As a photographer specializing in Bar and Bat Mitzvahs, one of the best things about my job is getting to see so many of our beautiful synagogues throughout the San Francisco Bay Area. I never realized just how many there were until I started photographing B’nai Mitzvahs! Each one is beautiful in its own unique way, and the variety of architectural styles and decor makes them so interesting to photograph.
Since most of us attend just one synagogue or church, we rarely have a reason to check out any of the other houses of worship scattered throughout the San Francisco Bay Area. I thought it would be fun to show you a sampling of some of the synagogues around the bay that you may have never seen. So sit back and enjoy the virtual tour!
Temple Isaiah, Lafayette
One of the most dramatic looking newer sanctuaries in the East Bay, Temple Isaiah features a gorgeous backdrop of floor to ceiling stained glass and an art deco free-standing ark of frosted etched glass with metal framework. My favorite feature at Temple Isaiah is definitely the stained glass windows. While it can be challenging to photograph people against such a bright background, I’ve gotten some amazing shots of the kids holding the Torah behind the ark with all the vibrant colors behind them.
Congregation B’nai Tikvah, Walnut Creek
B’nai Tikvah is set high up on a hill and features an outdoor amphitheater surrounded by sprawling oak trees.
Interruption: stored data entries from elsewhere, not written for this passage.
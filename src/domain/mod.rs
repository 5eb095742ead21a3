//! Domain models and types for Shroud.
//!
//! The domain layer provides:
//! - **Rules** ([`Rule`]) describing what to find and how to name its token
//! - **Error types** ([`ShroudError`])
//! - **Result type alias** ([`Result`])
//!
//! # Error Handling
//!
//! All fallible library operations return [`Result<T, ShroudError>`]:
//!
//! ```rust
//! use shroud::domain::{Result, ShroudError};
//!
//! fn example() -> Result<()> {
//!     Err(ShroudError::Rules("rulesheet is not valid JSON".to_string()))
//! }
//! ```

pub mod context;
pub mod errors;
pub mod result;
pub mod rule;

pub use errors::ShroudError;
pub use result::Result;
pub use rule::{Rule, INDEX_PLACEHOLDER};
//! Audit logging
//!
//! One entry per anonymization call. Literals are recorded only as SHA-256
//! hashes next to the token that replaced them.

pub mod logger;

pub use logger::{hash_literal, AuditLogger};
The synagogue has one of the most stunning outdoor spaces I’ve ever had the opportunity to use as a background for family portraits before the service.
What I love most about B’nai Tikvah is that the sanctuary brings the feel of the outdoors inside with lots of natural light and a round Star of David window high above the ark looking out to the trees. During the morning service, I can always count on a bright stream of light to shine on the Bar/Bat Mitzvah family just as the parents are giving their speech.
Congregation Beth Emek, Pleasanton
Beth Emek has an awesome craftsman-style look with a wood beamed ceiling and a lovely stained glass ark with vining flower motif. My favorite thing about Beth Emek – the natural light that comes in from all angles and gives the room a very bright and cheerful feel.
Congregation Beth Chaim, Danville
Beth Chaim’s colorful art glass ark makes for some striking photographs. My favorite thing about Beth Chaim – Rabbi Dan! Anyone who’s ever attended one of his B’nai Mitzvah services will tell you the same thing – he has a way of making everyone feel included and evokes the warmest of emotions. Many joyful tears have been shed at Beth Chaim – including mine! And Beth Chaim happens to be my synagogue. My daughter became a Bat Mitzvah here, and both my parents had their B’nai Mitzvah here as adults.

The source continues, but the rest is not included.